It would be quite an understatement to say the Canada Goose has come a long way from its beginning. This brand was founded in Toronto over six decades ago and served a broader and urban customer base. When Canada Goose first began, it was meant to meet a simple need of protecting you from the weather. However, building a fashion brand usually involves many complications and failures along the way, and you can generally find this when examining Canada Goose history. For every success story, several attempts failed.
Canada Goose history showcases a case of finding elite status most unexpectedly. It is the history of a company that never lost sight of what’s truly important to them. As we explore how it started in this article, we’ll find that Canada Goose’s growth aligns with its commitment to its beginning. Canada Goose has come a long way from its customer base of dog sledders, forest rangers, and anyone who braved the cold of the far north. It now serves a more urban customer base; let’s find out how it all began.

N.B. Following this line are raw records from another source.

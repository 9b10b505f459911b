//! Live attendance session for one opened event view.
//!
//! A session owns the presence ledger for a single event and reconciles three input
//! streams: the initial bulk load, change-feed notifications from other clients, and
//! optimistic local toggles. All mutations are applied in the order their triggering
//! events are processed; there is no parallelism inside a session.
//!
//! Lifecycle: `Uninitialized -> Loading -> Ready -> Closed`. A ready session may be
//! reloaded in place (refresh, retry after a failed load) without leaving `Ready`.
//! `Closed` is terminal; reopening a view constructs a new session.

use std::time::Duration;

use chrono::Utc;

use crate::server::{
    data::attendance::AttendanceRepository,
    error::{attendance::AttendanceError, Error},
    feed::AttendanceChange,
    service::attendance::ledger::{PresenceEntry, PresenceLedger},
};

/// Upper bound on the initial bulk fetch before it is reported as a recoverable
/// timeout.
static LOAD_TIMEOUT: Duration = Duration::from_secs(10);

#[derive(Clone, Copy, Debug, PartialEq, Eq)]
pub enum SessionState {
    Uninitialized,
    Loading,
    Ready,
    Closed,
}

/// A single presence change produced by folding a notification into the ledger.
#[derive(Clone, Copy, Debug, PartialEq, Eq)]
pub struct PresenceDelta {
    pub member_id: i32,
    pub present: bool,
}

/// An optimistic toggle that has been applied locally but whose backing mutation
/// has not resolved yet.
#[derive(Clone, Copy, Debug)]
pub struct PendingToggle {
    pub member_id: i32,
    pub kind: ToggleKind,
}

#[derive(Clone, Copy, Debug)]
pub enum ToggleKind {
    Mark,
    Unmark(PresenceEntry),
}

pub struct AttendanceSession {
    event_id: i32,
    state: SessionState,
    ledger: PresenceLedger,
}

impl AttendanceSession {
    pub fn new(event_id: i32) -> Self {
        Self {
            event_id,
            state: SessionState::Uninitialized,
            ledger: PresenceLedger::new(),
        }
    }

    pub fn event_id(&self) -> i32 {
        self.event_id
    }

    pub fn state(&self) -> SessionState {
        self.state
    }

    pub fn ledger(&self) -> &PresenceLedger {
        &self.ledger
    }

    /// Fetches all attendance records for the event and swaps in a freshly built
    /// ledger.
    ///
    /// The new ledger is assembled off to the side and installed only on success,
    /// so readers never observe a partially built state. On failure the previous
    /// ledger is left untouched and the caller may retry.
    pub async fn load_initial(&mut self, repo: &AttendanceRepository<'_>) -> Result<(), Error> {
        match self.state {
            SessionState::Closed => {
                return Err(AttendanceError::SessionClosed(self.event_id).into());
            }
            SessionState::Uninitialized => self.state = SessionState::Loading,
            // A refresh from Ready stays Ready; a concurrent re-entry while
            // Loading just runs the fetch again.
            SessionState::Loading | SessionState::Ready => {}
        }

        let fetch = tokio::time::timeout(LOAD_TIMEOUT, repo.list_by_event(self.event_id)).await;

        let records = match fetch {
            Ok(Ok(records)) => records,
            Ok(Err(err)) => {
                if self.state == SessionState::Loading {
                    self.state = SessionState::Uninitialized;
                }
                return Err(err.into());
            }
            Err(_) => {
                if self.state == SessionState::Loading {
                    self.state = SessionState::Uninitialized;
                }
                return Err(AttendanceError::LoadTimedOut(self.event_id).into());
            }
        };

        self.ledger = PresenceLedger::from_records(&records);
        self.state = SessionState::Ready;

        Ok(())
    }

    /// Folds one change-feed notification into the ledger.
    ///
    /// Notifications for other events, duplicates of known records, and deletes for
    /// records this session never tracked are all dropped without effect. A closed
    /// or not-yet-ready session discards everything, so a notification resolving
    /// after teardown cannot mutate a dead view.
    pub fn apply_change(&mut self, change: &AttendanceChange) -> Option<PresenceDelta> {
        if self.state != SessionState::Ready {
            return None;
        }

        match change {
            AttendanceChange::Inserted { record } => {
                if record.event_id != self.event_id {
                    return None;
                }

                self.ledger
                    .apply_insert(record.id, record.member_id, record.marked_at)
                    .then_some(PresenceDelta {
                        member_id: record.member_id,
                        present: true,
                    })
            }
            AttendanceChange::Deleted { record_id } => {
                self.ledger
                    .apply_delete(*record_id)
                    .map(|member_id| PresenceDelta {
                        member_id,
                        present: false,
                    })
            }
        }
    }

    /// Flips a member's presence locally, before the backing mutation resolves.
    ///
    /// Returns the pending toggle the caller must settle with [`Self::commit_mark`]
    /// (marks) or [`Self::rollback`] (any failed mutation). Unmarks need no commit;
    /// the entry is already gone.
    pub fn begin_toggle(&mut self, member_id: i32) -> Result<PendingToggle, AttendanceError> {
        if self.state != SessionState::Ready {
            return Err(AttendanceError::SessionClosed(self.event_id));
        }

        if let Some(entry) = self.ledger.remove_member(member_id) {
            return Ok(PendingToggle {
                member_id,
                kind: ToggleKind::Unmark(entry),
            });
        }

        self.ledger.mark_pending(member_id, Utc::now().naive_utc());

        Ok(PendingToggle {
            member_id,
            kind: ToggleKind::Mark,
        })
    }

    /// Confirms a pending mark with the server-assigned record.
    pub fn commit_mark(&mut self, record: &entity::attendance_record::Model) {
        if self.state != SessionState::Ready {
            return;
        }

        self.ledger
            .apply_insert(record.id, record.member_id, record.marked_at);
    }

    /// Rolls back a failed toggle by applying the inverse of the original flip to
    /// the current state.
    ///
    /// A failed mark clears the member's entry only while it is still pending; if a
    /// remote insert confirmed the member in the meantime, that newer state wins. A
    /// failed unmark reinstates the removed entry unless the member has since been
    /// re-marked. Neither path blindly restores a captured snapshot.
    pub fn rollback(&mut self, pending: PendingToggle) {
        if self.state != SessionState::Ready {
            return;
        }

        match pending.kind {
            ToggleKind::Mark => {
                self.ledger.clear_pending(pending.member_id);
            }
            ToggleKind::Unmark(entry) => {
                self.ledger.restore(pending.member_id, entry);
            }
        }
    }

    /// Closes the session. Terminal and idempotent; all later notifications and
    /// toggles are discarded.
    pub fn close(&mut self) {
        self.state = SessionState::Closed;
    }
}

Canada Goose History – Where It Originates
Canada Goose has been around since the 1970s. The company was founded in Toronto, Canada, by David Reiss. When the fashion brand first began, it was still a part of the company known as Metro Sportswear Ltd. The company’s goal was to provide people with warmer outerwear and everything else they needed to survive the harsh Canadian winter. From the beginning, it is clear that pragmatism is at the heart of everything this brand does. The price tags and endorsements do not draw focus from the goal of each item’s task. There’s been a vast growth in the people who wear their products. Their customer base now includes world-class athletes, adventurers, risk-takers, and more. As the recognition continues to spread, it can be challenging to remember the humble beginning of this brand.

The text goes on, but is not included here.